Researchers from the Wyss Institute developed a hydrogel microenvironment to evaluate how physical properties like stiffness of the extracellular matrix impacts the efficacy of chemotherapy.
“To have success with chemotherapy and other drug therapies, we will likely need to screen their effectiveness against cells living in various environments, and not just assume that cells will always respond to a drug the same way that they would in conventional cell culture,” senior author David Mooney said in prepared remarks.
The study, published yesterday in Proceedings of the National Academy of Sciences, describes a drug screen assay using alginate hydrogels that were tuned to recapitulate stiffness and other properties characteristic of tumors and healthy tissue. Cancer cells were loaded into the hydrogel and bombarded with chemotherapy, according to the study, and researchers evaluated the drug’s efficacy based on the level of resistance the cells build up.
They found that even when they tested the hydrogel in mice, a softer extracellular matrix accelerated cancer growth and led to more cellular resistance to the chemotherapy.
“We envision that our 3D hydrogels could bridge the gap between in vitro drug screening and in vivo pre-clinical studies,” Jae-Won Shin, assistant professor at the University of Illinois at Chicago, added.
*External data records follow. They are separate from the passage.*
//! Server-side use-case services.
//!
//! # Responsibility
//! - Orchestrate cache-store and external-store calls into hierarchy
//!   operations.
//! - Keep client bindings decoupled from storage details.

pub mod node_locks;
pub mod reconcile_service;
pub mod sync_driver;
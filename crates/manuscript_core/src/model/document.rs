//! Manuscript document node model.
//!
//! # Responsibility
//! - Define the canonical node record shared by planner, client and service.
//! - Classify document kinds into container and leaf kinds.
//! - Model the cache-key / external-key alias as one boundary type.
//!
//! # Invariants
//! - `id` is stable and never reused for another node.
//! - Only container kinds (`folder|part|chapter`) may be a `parent_id`.
//! - `word_count` is the node's own count; aggregates are computed on read.

use serde::{Deserialize, Serialize};
use std::fmt::{Display, Formatter};
use uuid::Uuid;

/// Stable cache-store identifier of one document node.
pub type NodeId = Uuid;

/// Stable identifier of one project.
pub type ProjectId = Uuid;

/// Document kind.
#[derive(Debug, Clone, Copy, PartialEq, Eq, Hash, Serialize, Deserialize)]
#[serde(rename_all = "snake_case")]
pub enum DocumentKind {
    Folder,
    Part,
    Chapter,
    Scene,
    Character,
    Setting,
    Place,
    Note,
    Research,
}

impl DocumentKind {
    /// All kinds in declaration order.
    pub const ALL: [DocumentKind; 9] = [
        DocumentKind::Folder,
        DocumentKind::Part,
        DocumentKind::Chapter,
        DocumentKind::Scene,
        DocumentKind::Character,
        DocumentKind::Setting,
        DocumentKind::Place,
        DocumentKind::Note,
        DocumentKind::Research,
    ];

    /// Returns whether nodes of this kind may hold children.
    pub fn is_container(self) -> bool {
        matches!(
            self,
            DocumentKind::Folder | DocumentKind::Part | DocumentKind::Chapter
        )
    }

    /// Stable storage/wire name.
    pub fn as_str(self) -> &'static str {
        match self {
            DocumentKind::Folder => "folder",
            DocumentKind::Part => "part",
            DocumentKind::Chapter => "chapter",
            DocumentKind::Scene => "scene",
            DocumentKind::Character => "character",
            DocumentKind::Setting => "setting",
            DocumentKind::Place => "place",
            DocumentKind::Note => "note",
            DocumentKind::Research => "research",
        }
    }

    /// Parses a storage/wire name.
    pub fn parse(value: &str) -> Option<Self> {
        Self::ALL
            .into_iter()
            .find(|kind| kind.as_str() == value.trim())
    }
}

impl Display for DocumentKind {
    fn fmt(&self, f: &mut Formatter<'_>) -> std::fmt::Result {
        f.write_str(self.as_str())
    }
}

/// Editorial status of one document.
#[derive(Debug, Clone, Copy, Default, PartialEq, Eq, Serialize, Deserialize)]
#[serde(rename_all = "snake_case")]
pub enum DocumentStatus {
    #[default]
    Draft,
    Review,
    Final,
    Published,
}

impl DocumentStatus {
    pub fn as_str(self) -> &'static str {
        match self {
            DocumentStatus::Draft => "draft",
            DocumentStatus::Review => "review",
            DocumentStatus::Final => "final",
            DocumentStatus::Published => "published",
        }
    }

    pub fn parse(value: &str) -> Option<Self> {
        match value.trim() {
            "draft" => Some(DocumentStatus::Draft),
            "review" => Some(DocumentStatus::Review),
            "final" => Some(DocumentStatus::Final),
            "published" => Some(DocumentStatus::Published),
            _ => None,
        }
    }
}

/// Canonical manuscript unit.
#[derive(Debug, Clone, PartialEq, Eq, Serialize, Deserialize)]
pub struct DocumentNode {
    /// Stable cache-store id.
    pub id: NodeId,
    /// Owning project.
    pub project_id: ProjectId,
    /// Containing node. `None` means root-level node.
    pub parent_id: Option<NodeId>,
    pub kind: DocumentKind,
    /// Sibling sort key.
    pub order: i64,
    pub title: String,
    pub synopsis: String,
    pub tags: Vec<String>,
    pub status: DocumentStatus,
    pub include_in_compile: bool,
    /// Own word count, excluding descendants.
    pub word_count: u32,
    /// Opaque text body.
    pub content: String,
    /// Key of the mirrored document in the external store, once known.
    pub external_ref: Option<String>,
    /// Epoch ms creation timestamp.
    pub created_at: i64,
    /// Epoch ms update timestamp.
    pub updated_at: i64,
    /// Epoch ms timestamp of the last content edit.
    pub last_edited_at: Option<i64>,
}

impl DocumentNode {
    /// Creates a node with a generated id and default descriptive fields.
    pub fn new(
        project_id: ProjectId,
        parent_id: Option<NodeId>,
        kind: DocumentKind,
        title: impl Into<String>,
    ) -> Self {
        let now = now_epoch_ms();
        Self {
            id: Uuid::new_v4(),
            project_id,
            parent_id,
            kind,
            order: 0,
            title: title.into(),
            synopsis: String::new(),
            tags: Vec::new(),
            status: DocumentStatus::Draft,
            include_in_compile: true,
            word_count: 0,
            content: String::new(),
            external_ref: None,
            created_at: now,
            updated_at: now,
            last_edited_at: None,
        }
    }

    pub fn is_container(&self) -> bool {
        self.kind.is_container()
    }

    /// Shallow summary used by delete confirmations.
    pub fn summary(&self) -> ChildSummary {
        ChildSummary {
            id: self.id,
            title: self.title.clone(),
            kind: self.kind,
        }
    }
}

/// Shallow listing entry for one direct child.
#[derive(Debug, Clone, PartialEq, Eq, Serialize, Deserialize)]
pub struct ChildSummary {
    pub id: NodeId,
    pub title: String,
    pub kind: DocumentKind,
}

/// Node address accepted at the service boundary.
///
/// Callers may hold either the cache-store id or the external-store key of a
/// node; both name the same logical node and are resolved to one `NodeId`
/// before any internal logic runs.
#[derive(Debug, Clone, PartialEq, Eq, Hash)]
pub struct NodeKey(String);

impl NodeKey {
    /// Wraps a raw key. Returns `None` for blank input.
    pub fn parse(raw: impl AsRef<str>) -> Option<Self> {
        let trimmed = raw.as_ref().trim();
        if trimmed.is_empty() {
            return None;
        }
        Some(Self(trimmed.to_string()))
    }

    /// Returns the cache id this key names when it is a well-formed UUID.
    pub fn as_node_id(&self) -> Option<NodeId> {
        Uuid::parse_str(&self.0).ok()
    }

    pub fn as_str(&self) -> &str {
        &self.0
    }
}

impl From<NodeId> for NodeKey {
    fn from(value: NodeId) -> Self {
        Self(value.to_string())
    }
}

impl Display for NodeKey {
    fn fmt(&self, f: &mut Formatter<'_>) -> std::fmt::Result {
        f.write_str(&self.0)
    }
}

/// Counts whitespace-separated words in a content body.
pub fn count_words(content: &str) -> u32 {
    u32::try_from(content.split_whitespace().count()).unwrap_or(u32::MAX)
}

/// Current wall-clock time in epoch milliseconds.
pub fn now_epoch_ms() -> i64 {
    std::time::SystemTime::now()
        .duration_since(std::time::UNIX_EPOCH)
        .map(|elapsed| i64::try_from(elapsed.as_millis()).unwrap_or(i64::MAX))
        .unwrap_or(0)
}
“It is crucial that we consider the importance of the local tissue microenvironment when designing new cancer therapies, as we now understand that mechanics is as important as biochemistry,” founding director Dr. Donald Ingber said. “These engineered 3D hydrogels, which enable investigators to mimic the mechanical environment of cancers in different organs, also potentially offer a new approach to developing precision medicine therapies being that could be tailored to patient-specific tumor environments.”